Say, as a bare number, how many lines of the listing contain "fields".

======== Data to examine ========

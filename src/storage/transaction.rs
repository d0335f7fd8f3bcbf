//! # Transaction Handle
//!
//! A [`Transaction`] carries the engine configuration and names the temp
//! tables created on its behalf. It is a cheap `Arc` handle: every plan that
//! materializes holds a clone, and all clones see the same temp counter.
//!
//! Temp table names are `temp1`, `temp2`, ... in creation order and are
//! unique for the lifetime of the transaction.

use super::TempTable;
use crate::config::{EngineConfig, TEMP_TABLE_PREFIX};
use crate::types::Schema;
use std::sync::atomic::{AtomicUsize, Ordering};
use std::sync::Arc;

#[derive(Debug, Default)]
struct TxState {
    config: EngineConfig,
    temp_count: AtomicUsize,
}

#[derive(Debug, Clone, Default)]
pub struct Transaction {
    state: Arc<TxState>,
}

impl Transaction {
    pub fn new(config: EngineConfig) -> Self {
        Self {
            state: Arc::new(TxState {
                config,
                temp_count: AtomicUsize::new(0),
            }),
        }
    }

    pub fn config(&self) -> &EngineConfig {
        &self.state.config
    }

    pub fn block_size(&self) -> usize {
        self.state.config.block_size()
    }

    pub fn new_temp_table(&self, schema: &Schema) -> TempTable {
        let id = self.state.temp_count.fetch_add(1, Ordering::Relaxed) + 1;
        let name = format!("{}{}", TEMP_TABLE_PREFIX, id);
        TempTable::new(name, schema.clone(), self.block_size())
    }

    /// Number of temp tables created so far.
    pub fn temp_tables_created(&self) -> usize {
        self.state.temp_count.load(Ordering::Relaxed)
    }
}
//! # Scan Protocol - Volcano Model Cursors
//!
//! A [`Scan`] is the live, pull-based cursor a plan produces when opened:
//!
//! - `before_first()`: rewind to the position before the first row
//! - `next()`: advance; `false` means exhausted
//! - `get_val()` / `get_int()` / `get_string()`: read a field of the current row
//! - `close()`: release child scans and temp-table cursors
//!
//! [`UpdateScan`] adds mutation and direct addressing. Only scans over
//! stored records (base tables and temp tables) implement it; the hash join
//! depends on `move_to_rid` to revisit rows it has only remembered by
//! address.
//!
//! Reading a field that is not part of the current row's schema fails with
//! `QueryError::FieldNotFound`. Reading after `next()` returned `false` is
//! undefined; implementations report `QueryError::NoCurrentRecord`.

use crate::error::QueryError;
use crate::types::{Constant, Rid, Schema};
use eyre::Result;

pub trait Scan {
    fn before_first(&mut self) -> Result<()>;
    fn next(&mut self) -> Result<bool>;
    fn get_val(&self, field: &str) -> Result<Constant>;
    fn has_field(&self, field: &str) -> bool;
    fn close(&mut self) -> Result<()>;

    fn get_int(&self, field: &str) -> Result<i64> {
        self.get_val(field)?.as_int()
    }

    fn get_string(&self, field: &str) -> Result<String> {
        match self.get_val(field)? {
            Constant::Str(s) => Ok(s),
            other => Err(QueryError::TypeMismatch {
                left: "varchar",
                right: other.kind(),
            }
            .into()),
        }
    }
}

pub trait UpdateScan: Scan {
    fn set_val(&mut self, field: &str, value: Constant) -> Result<()>;
    /// Appends an empty record and positions the cursor on it.
    fn insert(&mut self) -> Result<()>;
    fn delete(&mut self) -> Result<()>;
    fn get_rid(&self) -> Result<Rid>;
    fn move_to_rid(&mut self, rid: Rid) -> Result<()>;

    fn set_int(&mut self, field: &str, value: i64) -> Result<()> {
        self.set_val(field, Constant::Int(value))
    }

    fn set_string(&mut self, field: &str, value: &str) -> Result<()> {
        self.set_val(field, Constant::Str(value.to_string()))
    }
}

impl<S: Scan + ?Sized> Scan for Box<S> {
    fn before_first(&mut self) -> Result<()> {
        (**self).before_first()
    }

    fn next(&mut self) -> Result<bool> {
        (**self).next()
    }

    fn get_val(&self, field: &str) -> Result<Constant> {
        (**self).get_val(field)
    }

    fn has_field(&self, field: &str) -> bool {
        (**self).has_field(field)
    }

    fn close(&mut self) -> Result<()> {
        (**self).close()
    }
}

/// Inserts a new record into `dest` holding the current row of `src`,
/// restricted to the fields of `schema`.
pub fn copy_record<S, D>(src: &S, dest: &mut D, schema: &Schema) -> Result<()>
where
    S: Scan + ?Sized,
    D: UpdateScan + ?Sized,
{
    dest.insert()?;
    for field in schema.fields() {
        dest.set_val(field, src.get_val(field)?)?;
    }
    Ok(())
}

/// Drains `scan` into a vector of rows, one `Vec<Constant>` per row in
/// `fields` order. Closes the scan afterwards.
pub fn collect_rows<S: Scan + ?Sized>(scan: &mut S, fields: &[&str]) -> Result<Vec<Vec<Constant>>> {
    let mut rows = Vec::new();
    while scan.next()? {
        let mut row = Vec::with_capacity(fields.len());
        for field in fields {
            row.push(scan.get_val(field)?);
        }
        rows.push(row);
    }
    scan.close()?;
    Ok(rows)
}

========

> _Written answer_
6